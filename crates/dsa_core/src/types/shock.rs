//! Shock variables and sampling frequency.
//!
//! The shock vector has a fixed layout of six economic variables. Every
//! array in the workspace that carries raw shocks uses this order.

use std::fmt;
use std::str::FromStr;

use super::error::DataError;

/// Number of shock variables in the fixed shock vector.
pub const N_SHOCK_VARIABLES: usize = 6;

/// One of the six historical shock variables.
///
/// The discriminant is the column position in every shock array.
///
/// # Examples
///
/// ```
/// use dsa_core::types::ShockVariable;
///
/// assert_eq!(ShockVariable::PrimaryBalance.index(), 5);
/// assert_eq!(ShockVariable::ExrUsd.column_name(), "EXR_USD");
/// assert_eq!("NOMINAL_GDP_GROWTH".parse::<ShockVariable>().unwrap(), ShockVariable::NominalGdpGrowth);
/// ```
#[derive(Clone, Copy, Debug, PartialEq, Eq, Hash, PartialOrd, Ord)]
#[cfg_attr(feature = "serde", derive(serde::Serialize, serde::Deserialize))]
pub enum ShockVariable {
    /// Exchange-rate return against the euro.
    ExrEur = 0,
    /// Exchange-rate return against the US dollar.
    ExrUsd = 1,
    /// Short-term interest rate.
    InterestRateSt = 2,
    /// Long-term interest rate.
    InterestRateLt = 3,
    /// Nominal GDP growth.
    NominalGdpGrowth = 4,
    /// Primary balance.
    PrimaryBalance = 5,
}

impl ShockVariable {
    /// All variables in column order.
    pub const ALL: [ShockVariable; N_SHOCK_VARIABLES] = [
        ShockVariable::ExrEur,
        ShockVariable::ExrUsd,
        ShockVariable::InterestRateSt,
        ShockVariable::InterestRateLt,
        ShockVariable::NominalGdpGrowth,
        ShockVariable::PrimaryBalance,
    ];

    /// Column position in shock arrays.
    #[inline]
    pub fn index(self) -> usize {
        self as usize
    }

    /// Column header used in shock data files.
    pub fn column_name(self) -> &'static str {
        match self {
            ShockVariable::ExrEur => "EXR_EUR",
            ShockVariable::ExrUsd => "EXR_USD",
            ShockVariable::InterestRateSt => "INTEREST_RATE_ST",
            ShockVariable::InterestRateLt => "INTEREST_RATE_LT",
            ShockVariable::NominalGdpGrowth => "NOMINAL_GDP_GROWTH",
            ShockVariable::PrimaryBalance => "PRIMARY_BALANCE",
        }
    }

    /// Whether this variable is an exchange-rate channel.
    #[inline]
    pub fn is_exchange_rate(self) -> bool {
        matches!(self, ShockVariable::ExrEur | ShockVariable::ExrUsd)
    }
}

impl fmt::Display for ShockVariable {
    fn fmt(&self, f: &mut fmt::Formatter<'_>) -> fmt::Result {
        f.write_str(self.column_name())
    }
}

impl FromStr for ShockVariable {
    type Err = DataError;

    fn from_str(s: &str) -> Result<Self, Self::Err> {
        ShockVariable::ALL
            .into_iter()
            .find(|v| v.column_name().eq_ignore_ascii_case(s.trim()))
            .ok_or_else(|| DataError::UnknownColumn(s.to_string()))
    }
}

/// Sampling frequency of historical shocks.
#[derive(Clone, Copy, Debug, Default, PartialEq, Eq, Hash)]
#[cfg_attr(feature = "serde", derive(serde::Serialize, serde::Deserialize))]
#[cfg_attr(feature = "serde", serde(rename_all = "lowercase"))]
pub enum ShockFrequency {
    /// Four observations per year.
    #[default]
    Quarterly,
    /// One observation per year.
    Annual,
}

impl ShockFrequency {
    /// Number of draw steps per simulated year.
    #[inline]
    pub fn periods_per_year(self) -> usize {
        match self {
            ShockFrequency::Quarterly => 4,
            ShockFrequency::Annual => 1,
        }
    }

    /// Number of draw steps covering `years` simulated years.
    #[inline]
    pub fn draw_steps(self, years: usize) -> usize {
        years * self.periods_per_year()
    }
}

impl fmt::Display for ShockFrequency {
    fn fmt(&self, f: &mut fmt::Formatter<'_>) -> fmt::Result {
        match self {
            ShockFrequency::Quarterly => f.write_str("quarterly"),
            ShockFrequency::Annual => f.write_str("annual"),
        }
    }
}

impl FromStr for ShockFrequency {
    type Err = DataError;

    fn from_str(s: &str) -> Result<Self, Self::Err> {
        match s.to_lowercase().as_str() {
            "quarterly" | "q" => Ok(ShockFrequency::Quarterly),
            "annual" | "a" | "y" => Ok(ShockFrequency::Annual),
            other => Err(DataError::InvalidInput(format!(
                "unknown shock frequency '{}': expected quarterly or annual",
                other
            ))),
        }
    }
}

----

Task item.
An exact restatement of the data above is required.

Answer to the exercise.
filename crates/dsa_core/src/types/shock.rs
//! Shock variables and sampling frequency.
//!
//! The shock vector has a fixed layout of six economic variables. Every
//! array in the workspace that carries raw shocks uses this order.

use std::fmt;
use std::str::FromStr;

use super::error::DataError;

/// Number of shock variables in the fixed shock vector.
pub const N_SHOCK_VARIABLES: usize = 6;

/// One of the six historical shock variables.
///
/// The discriminant is the column position in every shock array.
///
/// # Examples
///
/// ```
/// use dsa_core::types::ShockVariable;
///
/// assert_eq!(ShockVariable::PrimaryBalance.index(), 5);
/// assert_eq!(ShockVariable::ExrUsd.column_name(), "EXR_USD");
/// assert_eq!("NOMINAL_GDP_GROWTH".parse::<ShockVariable>().unwrap(), ShockVariable::NominalGdpGrowth);
/// ```
#[derive(Clone, Copy, Debug, PartialEq, Eq, Hash, PartialOrd, Ord)]
#[cfg_attr(feature = "serde", derive(serde::Serialize, serde::Deserialize))]
pub enum ShockVariable {
    /// Exchange-rate return against the euro.
    ExrEur = 0,
    /// Exchange-rate return against the US dollar.
    ExrUsd = 1,
    /// Short-term interest rate.
    InterestRateSt = 2,
    /// Long-term interest rate.
    InterestRateLt = 3,
    /// Nominal GDP growth.
    NominalGdpGrowth = 4,
    /// Primary balance.
    PrimaryBalance = 5,
}

impl ShockVariable {
    /// All variables in column order.
    pub const ALL: [ShockVariable; N_SHOCK_VARIABLES] = [
        ShockVariable::ExrEur,
        ShockVariable::ExrUsd,
        ShockVariable::InterestRateSt,
        ShockVariable::InterestRateLt,
        ShockVariable::NominalGdpGrowth,
        ShockVariable::PrimaryBalance,
    ];

    /// Column position in shock arrays.
    #[inline]
    pub fn index(self) -> usize {
        self as usize
    }

    /// Column header used in shock data files.
    pub fn column_name(self) -> &'static str {
        match self {
            ShockVariable::ExrEur => "EXR_EUR",
            ShockVariable::ExrUsd => "EXR_USD",
            ShockVariable::InterestRateSt => "INTEREST_RATE_ST",
            ShockVariable::InterestRateLt => "INTEREST_RATE_LT",
            ShockVariable::NominalGdpGrowth => "NOMINAL_GDP_GROWTH",
            ShockVariable::PrimaryBalance => "PRIMARY_BALANCE",
        }
    }

    /// Whether this variable is an exchange-rate channel.
    #[inline]
    pub fn is_exchange_rate(self) -> bool {
        matches!(self, ShockVariable::ExrEur | ShockVariable::ExrUsd)
    }
}

impl fmt::Display for ShockVariable {
    fn fmt(&self, f: &mut fmt::Formatter<'_>) -> fmt::Result {
        f.write_str(self.column_name())
    }
}

impl FromStr for ShockVariable {
    type Err = DataError;

    fn from_str(s: &str) -> Result<Self, Self::Err> {
        ShockVariable::ALL
            .into_iter()
            .find(|v| v.column_name().eq_ignore_ascii_case(s.trim()))
            .ok_or_else(|| DataError::UnknownColumn(s.to_string()))
    }
}

/// Sampling frequency of historical shocks.
#[derive(Clone, Copy, Debug, Default, PartialEq, Eq, Hash)]
#[cfg_attr(feature = "serde", derive(serde::Serialize, serde::Deserialize))]
#[cfg_attr(feature = "serde", serde(rename_all = "lowercase"))]
pub enum ShockFrequency {
    /// Four observations per year.
    #[default]
    Quarterly,
    /// One observation per year.
    Annual,
}

impl ShockFrequency {
    /// Number of draw steps per simulated year.
    #[inline]
    pub fn periods_per_year(self) -> usize {
        match self {
            ShockFrequency::Quarterly => 4,
            ShockFrequency::Annual => 1,
        }
    }

    /// Number of draw steps covering `years` simulated years.
    #[inline]
    pub fn draw_steps(self, years: usize) -> usize {
        years * self.periods_per_year()
    }
}

impl fmt::Display for ShockFrequency {
    fn fmt(&self, f: &mut fmt::Formatter<'_>) -> fmt::Result {
        match self {
            ShockFrequency::Quarterly => f.write_str("quarterly"),
            ShockFrequency::Annual => f.write_str("annual"),
        }
    }
}

impl FromStr for ShockFrequency {
    type Err = DataError;

    fn from_str(s: &str) -> Result<Self, Self::Err> {
        match s.to_lowercase().as_str() {
            "quarterly" | "q" => Ok(ShockFrequency::Quarterly),
            "annual" | "a" | "y" => Ok(ShockFrequency::Annual),
            other => Err(DataError::InvalidInput(format!(
                "unknown shock frequency '{}': expected quarterly or annual",
                other
            ))),
        }
    }
}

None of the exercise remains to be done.